▶ [Given records]
* * * *
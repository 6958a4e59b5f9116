//! Pretty output formatting.

use eventdesk_core::content::{Category, Event, Organizer, Page, PageItem, Speaker};

use crate::services::{Dashboard, Listing};

const RULE_WIDTH: usize = 40;

/// Format an event for display.
pub fn format_event(event: &Event) -> String {
    let status = if event.is_published { "published" } else { "draft" };
    let mut output = format!(
        "{} [{}]\n  ID: {}\n  Slug: {}\n  Date: {}\n  Organizer: {}",
        event.title,
        status,
        event.id,
        event.slug,
        event.date,
        event.organizer_name()
    );

    let categories: Vec<String> = event
        .categories
        .iter()
        .map(|c| c.record().title)
        .filter(|t| !t.is_empty())
        .collect();
    if !categories.is_empty() {
        output.push_str(&format!("\n  Categories: {}", categories.join(", ")));
    }

    let speakers: Vec<String> = event
        .speakers
        .iter()
        .map(|s| s.record().name)
        .filter(|n| !n.is_empty())
        .collect();
    if !speakers.is_empty() {
        output.push_str(&format!("\n  Speakers: {}", speakers.join(", ")));
    }
    if let Some(banner) = &event.banner {
        output.push_str(&format!("\n  Banner: {}", banner));
    }
    output
}

/// Format an event listing for display.
pub fn format_events(listing: &Listing<Event>) -> String {
    if listing.items.is_empty() {
        return "No events found.".to_string();
    }
    let mut output = format!("EVENTS ({} of {})\n", listing.items.len(), listing.total);
    output.push_str(&"-".repeat(RULE_WIDTH));
    for event in &listing.items {
        output.push_str(&format!("\n{}", format_event(event)));
        output.push('\n');
    }
    output
}

/// Format a category for display.
pub fn format_category(category: &Category) -> String {
    let mut output = format!(
        "{}\n  ID: {}\n  Slug: {}",
        category.title, category.id, category.slug
    );
    if let Some(color) = &category.color {
        output.push_str(&format!("\n  Color: {}", color));
    }
    output
}

/// Format categories for display.
pub fn format_categories(categories: &[Category]) -> String {
    format_list("CATEGORIES", "No categories found.", categories, format_category)
}

/// Format a speaker for display.
pub fn format_speaker(speaker: &Speaker) -> String {
    let mut output = format!("{}\n  ID: {}", speaker.name, speaker.id);
    if let Some(bio) = &speaker.bio {
        output.push_str(&format!("\n  Bio: {}", bio));
    }
    output
}

/// Format speakers for display.
pub fn format_speakers(speakers: &[Speaker]) -> String {
    format_list("SPEAKERS", "No speakers found.", speakers, format_speaker)
}

/// Format an organizer for display.
pub fn format_organizer(organizer: &Organizer) -> String {
    let mut output = format!("{}\n  ID: {}", organizer.display_name(), organizer.id);
    if let Some(email) = &organizer.email {
        output.push_str(&format!("\n  Email: {}", email));
    }
    output
}

/// Format organizers for display.
pub fn format_organizers(organizers: &[Organizer]) -> String {
    format_list("ORGANIZERS", "No organizers found.", organizers, format_organizer)
}

/// Format the dashboard panels.
pub fn format_dashboard(dashboard: &Dashboard) -> String {
    let summary = &dashboard.summary;
    let mut output = format!(
        "DASHBOARD\n{}\n  Events: {} ({} published, {} drafts)\n  Categories: {}\n  Speakers: {}\n  Organizers: {}",
        "-".repeat(RULE_WIDTH),
        summary.total_events,
        summary.published_events,
        summary.draft_events,
        summary.categories,
        summary.speakers,
        summary.organizers,
    );

    output.push_str("\n\nRECENT EVENTS");
    for event in &dashboard.recent_events {
        output.push_str(&format!("\n  {} ({})", event.title, event.date));
    }

    output.push_str("\n\nTOP CATEGORIES");
    for entry in &dashboard.top_categories {
        output.push_str(&format!("\n  {}: {}", entry.category.title, entry.event_count));
    }
    output
}

/// Format one page of the events browser with its page controls.
pub fn format_event_page(page: &Page<Event>, window: &[PageItem]) -> String {
    let mut output = format_events(&Listing {
        items: page.items.clone(),
        total: page.total_items as u32,
    });
    if !window.is_empty() {
        output.push_str(&format!(
            "\nPage {} of {}: {}",
            page.page,
            page.total_pages,
            format_window(window, page.page)
        ));
    }
    output
}

/// Renders page controls, e.g. `1 … 4 [5] 6 … 9`.
pub fn format_window(window: &[PageItem], current: usize) -> String {
    window
        .iter()
        .map(|item| match item {
            PageItem::Page(n) if *n == current => format!("[{n}]"),
            PageItem::Page(n) => n.to_string(),
            PageItem::Gap => "…".to_string(),
        })
        .collect::<Vec<_>>()
        .join(" ")
}

fn format_list<T>(title: &str, empty: &str, items: &[T], format: fn(&T) -> String) -> String {
    if items.is_empty() {
        return empty.to_string();
    }
    let mut output = format!("{} ({})\n", title, items.len());
    output.push_str(&"-".repeat(RULE_WIDTH));
    for item in items {
        output.push_str(&format!("\n{}", format(item)));
        output.push('\n');
    }
    output
}
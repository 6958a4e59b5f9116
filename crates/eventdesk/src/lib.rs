//! eventdesk - admin console for a headless-CMS event catalog.
//!
//! Resource services read through a [`cache::QueryCache`] and write through
//! a content provider: the HTTP clients from `eventdesk_client`, or the
//! [`provider::InMemoryProvider`] seeded with demo data.

pub mod cache;
pub mod cli;
pub mod commands;
pub mod config;
pub mod error;
pub mod output;
pub mod provider;
pub mod services;
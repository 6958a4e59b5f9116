//! HTTP clients for the content APIs.

mod assets;
mod delivery;
mod management;

pub use delivery::DeliveryClient;
pub use management::ManagementClient;

use eventdesk_core::content::ResourceKind;
use serde::de::DeserializeOwned;

use crate::error::{ClientError, Result};

/// Default delivery API host.
pub const DELIVERY_URL: &str = "https://cdn.contentful.com";
/// Default preview API host.
pub const PREVIEW_URL: &str = "https://preview.contentful.com";
/// Default management API host.
pub const MANAGEMENT_URL: &str = "https://api.contentful.com";
/// Default upload API host.
pub const UPLOAD_URL: &str = "https://upload.contentful.com";

/// Media type required by the management API for JSON bodies.
pub(crate) const MANAGEMENT_JSON: &str = "application/vnd.contentful.management.v1+json";

/// A CMS space and environment.
#[derive(Debug, Clone, PartialEq, Eq)]
pub struct Space {
    pub id: String,
    pub environment: String,
}

impl Space {
    pub fn new(id: impl Into<String>, environment: impl Into<String>) -> Self {
        Self {
            id: id.into(),
            environment: environment.into(),
        }
    }

    /// Path prefix for environment-scoped resources.
    pub(crate) fn path(&self) -> String {
        format!("/spaces/{}/environments/{}", self.id, self.environment)
    }
}

/// What a request is about, used to build `NotFound` errors.
#[derive(Debug, Clone, Copy)]
pub(crate) enum Target<'a> {
    Record(ResourceKind, &'a str),
    Collection,
}

/// Handle error responses.
pub(crate) async fn handle_response<T: DeserializeOwned>(
    response: reqwest::Response,
    target: Target<'_>,
) -> Result<T> {
    let response = check_status(response, target).await?;
    let bytes = response.bytes().await?;
    serde_json::from_slice(&bytes).map_err(ClientError::from)
}

/// Handle responses where no body is expected.
pub(crate) async fn handle_empty_response(
    response: reqwest::Response,
    target: Target<'_>,
) -> Result<()> {
    check_status(response, target).await.map(|_| ())
}

async fn check_status(
    response: reqwest::Response,
    target: Target<'_>,
) -> Result<reqwest::Response> {
    let status = response.status();
    if status.is_success() {
        return Ok(response);
    }

    if status.as_u16() == 404 {
        if let Target::Record(kind, id) = target {
            return Err(ClientError::NotFound {
                kind,
                id: id.to_string(),
            });
        }
    }

    let body = response
        .text()
        .await
        .unwrap_or_else(|_| "Unknown error".to_string());
    Err(ClientError::from_body(status.as_u16(), &body))
}

/// Joins a base URL and a path without doubling slashes.
pub(crate) fn join(base_url: &str, path: &str) -> String {
    format!("{}{}", base_url.trim_end_matches('/'), path)
}
use crate::content::{validate_event, AssetUpload, Event, EventDraft, EventFormError};

use super::slug::{slugify, toggle};

/// State of an event create/edit form.
///
/// The slug follows the title until it is set explicitly.
#[derive(Debug, Clone, Default)]
pub struct EventForm {
    event_id: Option<String>,
    draft: EventDraft,
    slug_overridden: bool,
}

impl EventForm {
    /// Starts an empty form for a new event.
    pub fn new() -> Self {
        Self::default()
    }

    /// Starts an edit session seeded from an existing event.
    ///
    /// A stored slug that differs from the derived one counts as an
    /// override and is kept when the title changes.
    pub fn from_event(event: &Event) -> Self {
        let draft = EventDraft::from_event(event);
        let slug_overridden = !draft.slug.is_empty() && draft.slug != slugify(&draft.title);

        Self {
            event_id: Some(event.id.clone()),
            draft,
            slug_overridden,
        }
    }

    /// Returns the id of the event being edited, if any.
    pub fn event_id(&self) -> Option<&str> {
        self.event_id.as_deref()
    }

    pub fn draft(&self) -> &EventDraft {
        &self.draft
    }

    pub fn title(&self) -> &str {
        &self.draft.title
    }

    pub fn slug(&self) -> &str {
        &self.draft.slug
    }

    pub fn selected_categories(&self) -> &[String] {
        &self.draft.categories
    }

    pub fn selected_speakers(&self) -> &[String] {
        &self.draft.speakers
    }

    pub fn is_slug_overridden(&self) -> bool {
        self.slug_overridden
    }

    /// Sets the title and re-derives the slug unless it was overridden.
    pub fn set_title(&mut self, title: impl Into<String>) {
        self.draft.title = title.into();
        if !self.slug_overridden {
            self.draft.slug = slugify(&self.draft.title);
        }
    }

    /// Sets the slug explicitly. Clearing it resumes deriving from the title.
    pub fn set_slug(&mut self, slug: impl Into<String>) {
        let slug = slug.into();
        if slug.is_empty() {
            self.slug_overridden = false;
            self.draft.slug = slugify(&self.draft.title);
        } else {
            self.slug_overridden = true;
            self.draft.slug = slug;
        }
    }

    pub fn set_date(&mut self, date: impl Into<String>) {
        self.draft.date = date.into();
    }

    pub fn set_description(&mut self, description: impl Into<String>) {
        self.draft.description = description.into();
    }

    pub fn set_published(&mut self, published: bool) {
        self.draft.is_published = published;
    }

    pub fn set_organizer(&mut self, organizer_id: impl Into<String>) {
        self.draft.organizer = organizer_id.into();
    }

    /// Attaches a banner image to upload on submit.
    pub fn set_banner(&mut self, upload: AssetUpload) {
        self.draft.banner_upload = Some(upload);
    }

    pub fn toggle_category(&mut self, category_id: &str) {
        self.draft.categories = toggle(&self.draft.categories, category_id);
    }

    pub fn toggle_speaker(&mut self, speaker_id: &str) {
        self.draft.speakers = toggle(&self.draft.speakers, speaker_id);
    }

    /// Validates the form and returns the draft ready for submission.
    pub fn validate(&self) -> Result<EventDraft, Vec<EventFormError>> {
        validate_event(&self.draft)?;
        Ok(self.draft.clone())
    }
}

#[cfg(test)]
mod tests {
    use super::*;
    use crate::content::demo_events;

    fn filled_form() -> EventForm {
        let mut form = EventForm::new();
        form.set_title("Rust Systems Meetup");
        form.set_date("2025-10-01T18:00:00Z");
        form.set_description("An evening of ownership and borrowing.");
        form.set_organizer("1");
        form.toggle_category("1");
        form
    }

    #[test]
    fn test_title_drives_slug() {
        let mut form = EventForm::new();
        form.set_title("My Awesome Event!! 2025");
        assert_eq!(form.slug(), "my-awesome-event-2025");

        form.set_title("Renamed Event");
        assert_eq!(form.slug(), "renamed-event");
    }

    #[test]
    fn test_explicit_slug_survives_title_change() {
        let mut form = EventForm::new();
        form.set_slug("custom-slug");
        form.set_title("Another Title");

        assert_eq!(form.slug(), "custom-slug");
        assert!(form.is_slug_overridden());

        form.set_slug("");
        assert_eq!(form.slug(), "another-title");
        assert!(!form.is_slug_overridden());
    }

    #[test]
    fn test_toggles_update_selection() {
        let mut form = EventForm::new();
        form.toggle_category("5");
        form.toggle_speaker("s-1");
        form.toggle_speaker("s-2");
        form.toggle_category("5");

        assert!(form.selected_categories().is_empty());
        assert_eq!(form.selected_speakers(), ["s-1", "s-2"]);
    }

    #[test]
    fn test_validate_returns_draft() {
        let draft = filled_form().validate().unwrap();

        assert_eq!(draft.slug, "rust-systems-meetup");
        assert_eq!(draft.categories, vec!["1"]);
    }

    #[test]
    fn test_validate_reports_missing_category() {
        let mut form = filled_form();
        form.toggle_category("1");

        assert_eq!(
            form.validate().unwrap_err(),
            vec![EventFormError::CategoryRequired]
        );
    }

    #[test]
    fn test_edit_session_keeps_custom_slug() {
        let events = demo_events();
        let summit = events.iter().find(|e| e.id == "2").unwrap();

        let mut form = EventForm::from_event(summit);
        assert_eq!(form.event_id(), Some("2"));
        assert!(form.is_slug_overridden());

        form.set_title("AI Summit 2026");
        assert_eq!(form.slug(), "ai-ml-summit-2025");
    }

    #[test]
    fn test_edit_session_with_derived_slug_follows_title() {
        let events = demo_events();
        let conference = events.iter().find(|e| e.id == "1").unwrap();

        let mut form = EventForm::from_event(conference);
        assert!(!form.is_slug_overridden());

        form.set_title("React Conference 2026");
        assert_eq!(form.slug(), "react-conference-2026");
    }
}
use std::collections::BTreeMap;

use serde::{Deserialize, Serialize};

/// Query parameters for listing CMS entries.
///
/// Renders to the delivery API's query-string vocabulary (`content_type`,
/// `limit`, `skip`, `order`, `fields.<name>`, `sys.id[in]`, `query`,
/// `include`).
#[derive(Debug, Clone, Default, PartialEq, Eq, Serialize, Deserialize)]
pub struct EntryQuery {
    #[serde(default, skip_serializing_if = "Option::is_none")]
    pub content_type: Option<String>,
    #[serde(default, skip_serializing_if = "Option::is_none")]
    pub limit: Option<u32>,
    #[serde(default, skip_serializing_if = "Option::is_none")]
    pub skip: Option<u32>,
    /// Sort order, e.g. `-fields.date` for descending by date.
    #[serde(default, skip_serializing_if = "Option::is_none")]
    pub order: Option<String>,
    /// Field equality filters keyed by field name (without `fields.`).
    #[serde(default, skip_serializing_if = "BTreeMap::is_empty")]
    pub fields: BTreeMap<String, String>,
    /// Restricts results to these entry ids.
    #[serde(default, skip_serializing_if = "Vec::is_empty")]
    pub ids: Vec<String>,
    /// Full-text search term.
    #[serde(default, skip_serializing_if = "Option::is_none")]
    pub search: Option<String>,
    /// Link resolution depth.
    #[serde(default, skip_serializing_if = "Option::is_none")]
    pub include: Option<u8>,
}

impl EntryQuery {
    /// Create an empty query.
    pub fn new() -> Self {
        Self::default()
    }

    /// Query entries of a content type.
    pub fn of_type(content_type: impl Into<String>) -> Self {
        Self {
            content_type: Some(content_type.into()),
            ..Self::default()
        }
    }

    pub fn with_limit(mut self, limit: u32) -> Self {
        self.limit = Some(limit);
        self
    }

    pub fn with_skip(mut self, skip: u32) -> Self {
        self.skip = Some(skip);
        self
    }

    pub fn with_order(mut self, order: impl Into<String>) -> Self {
        self.order = Some(order.into());
        self
    }

    /// Adds an equality filter on `fields.<name>`.
    pub fn with_field(mut self, name: impl Into<String>, value: impl Into<String>) -> Self {
        self.fields.insert(name.into(), value.into());
        self
    }

    /// Restricts results to the given ids. Ids are kept sorted and unique.
    pub fn with_ids<I, S>(mut self, ids: I) -> Self
    where
        I: IntoIterator<Item = S>,
        S: Into<String>,
    {
        self.ids.extend(ids.into_iter().map(Into::into));
        self.ids.sort();
        self.ids.dedup();
        self
    }

    pub fn with_search(mut self, search: impl Into<String>) -> Self {
        self.search = Some(search.into());
        self
    }

    pub fn with_include(mut self, depth: u8) -> Self {
        self.include = Some(depth);
        self
    }

    /// Renders the query as URL query pairs.
    pub fn pairs(&self) -> Vec<(String, String)> {
        let mut pairs = Vec::new();
        if let Some(content_type) = &self.content_type {
            pairs.push(("content_type".to_string(), content_type.clone()));
        }
        for (name, value) in &self.fields {
            pairs.push((format!("fields.{name}"), value.clone()));
        }
        if !self.ids.is_empty() {
            pairs.push(("sys.id[in]".to_string(), self.ids.join(",")));
        }
        if let Some(search) = &self.search {
            pairs.push(("query".to_string(), search.clone()));
        }
        if let Some(order) = &self.order {
            pairs.push(("order".to_string(), order.clone()));
        }
        if let Some(limit) = self.limit {
            pairs.push(("limit".to_string(), limit.to_string()));
        }
        if let Some(skip) = self.skip {
            pairs.push(("skip".to_string(), skip.to_string()));
        }
        if let Some(include) = self.include {
            pairs.push(("include".to_string(), include.to_string()));
        }
        pairs
    }

    /// Renders the query as `name=value` pairs sorted by name.
    ///
    /// Equal parameter sets always produce the same string, so this is
    /// suitable as a cache key segment.
    pub fn canonical(&self) -> String {
        let mut pairs = self.pairs();
        pairs.sort();
        pairs
            .iter()
            .map(|(name, value)| format!("{name}={value}"))
            .collect::<Vec<_>>()
            .join("&")
    }
}
//! Functional core for eventdesk.
//!
//! Pure domain types and transformations with no I/O: content records and
//! drafts, normalization of raw CMS entries, the event form session, query
//! cache keys and states, and the provider traits implemented by the HTTP
//! client and the in-memory provider.

pub mod cache;
pub mod content;
pub mod form;
pub mod normalize;
pub mod provider;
* * * *
▶ [About this exercise] Scan the lines above for the word "super", then copy each line that has it.

▶ [Task output]
use super::slug::{slugify, toggle};
    use super::*;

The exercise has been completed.